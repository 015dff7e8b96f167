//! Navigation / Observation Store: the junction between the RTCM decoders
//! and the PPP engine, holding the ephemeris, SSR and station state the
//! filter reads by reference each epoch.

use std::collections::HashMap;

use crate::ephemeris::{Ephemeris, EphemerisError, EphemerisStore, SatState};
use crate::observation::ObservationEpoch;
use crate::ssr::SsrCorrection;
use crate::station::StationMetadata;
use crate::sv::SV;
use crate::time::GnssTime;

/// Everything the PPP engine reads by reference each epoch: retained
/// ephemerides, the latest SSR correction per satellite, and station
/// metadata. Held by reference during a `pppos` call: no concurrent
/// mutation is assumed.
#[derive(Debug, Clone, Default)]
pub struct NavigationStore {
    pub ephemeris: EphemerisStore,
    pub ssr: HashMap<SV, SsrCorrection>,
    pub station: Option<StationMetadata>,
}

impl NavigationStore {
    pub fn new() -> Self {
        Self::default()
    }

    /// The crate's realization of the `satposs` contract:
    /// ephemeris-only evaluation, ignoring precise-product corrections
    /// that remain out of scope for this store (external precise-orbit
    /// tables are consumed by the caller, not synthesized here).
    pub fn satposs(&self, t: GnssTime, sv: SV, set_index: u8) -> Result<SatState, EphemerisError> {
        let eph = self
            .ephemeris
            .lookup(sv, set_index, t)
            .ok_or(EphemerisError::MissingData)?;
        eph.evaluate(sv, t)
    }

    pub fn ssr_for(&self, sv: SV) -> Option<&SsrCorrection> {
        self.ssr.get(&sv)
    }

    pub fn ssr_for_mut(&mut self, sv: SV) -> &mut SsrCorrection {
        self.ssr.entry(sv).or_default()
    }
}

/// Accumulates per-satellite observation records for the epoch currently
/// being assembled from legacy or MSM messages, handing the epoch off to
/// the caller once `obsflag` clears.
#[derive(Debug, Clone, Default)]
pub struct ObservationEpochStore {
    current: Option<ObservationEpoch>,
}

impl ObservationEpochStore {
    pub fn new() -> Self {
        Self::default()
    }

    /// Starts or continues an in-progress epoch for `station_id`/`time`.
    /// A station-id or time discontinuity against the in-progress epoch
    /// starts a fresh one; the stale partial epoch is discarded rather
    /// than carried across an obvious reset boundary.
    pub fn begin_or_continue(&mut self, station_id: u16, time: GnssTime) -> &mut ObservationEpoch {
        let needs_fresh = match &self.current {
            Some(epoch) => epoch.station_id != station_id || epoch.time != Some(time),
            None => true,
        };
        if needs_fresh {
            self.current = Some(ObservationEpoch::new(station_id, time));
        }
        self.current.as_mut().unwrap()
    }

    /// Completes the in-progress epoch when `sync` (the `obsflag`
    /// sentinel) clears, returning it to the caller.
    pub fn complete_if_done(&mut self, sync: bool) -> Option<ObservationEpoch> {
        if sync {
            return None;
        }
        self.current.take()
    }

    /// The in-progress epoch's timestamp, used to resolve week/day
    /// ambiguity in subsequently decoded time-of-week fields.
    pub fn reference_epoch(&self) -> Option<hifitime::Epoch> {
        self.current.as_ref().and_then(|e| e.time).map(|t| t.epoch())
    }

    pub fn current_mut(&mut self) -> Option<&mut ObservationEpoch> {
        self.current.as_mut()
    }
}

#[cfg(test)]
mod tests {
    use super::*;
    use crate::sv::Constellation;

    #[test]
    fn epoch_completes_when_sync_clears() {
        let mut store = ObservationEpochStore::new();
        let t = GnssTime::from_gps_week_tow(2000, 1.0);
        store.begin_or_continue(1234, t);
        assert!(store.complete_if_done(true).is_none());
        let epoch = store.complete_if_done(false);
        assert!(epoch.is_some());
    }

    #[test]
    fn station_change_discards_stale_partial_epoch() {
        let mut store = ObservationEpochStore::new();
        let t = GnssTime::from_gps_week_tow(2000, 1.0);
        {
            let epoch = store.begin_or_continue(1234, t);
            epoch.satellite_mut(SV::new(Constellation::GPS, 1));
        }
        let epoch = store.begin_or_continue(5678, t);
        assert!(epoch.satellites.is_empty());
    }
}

*-*-*

What is required
Bring together each line above where the string "EphemerisStore" turns up.

Answer to this problem
use crate::ephemeris::{Ephemeris, EphemerisError, EphemerisStore, SatState};
    pub ephemeris: EphemerisStore,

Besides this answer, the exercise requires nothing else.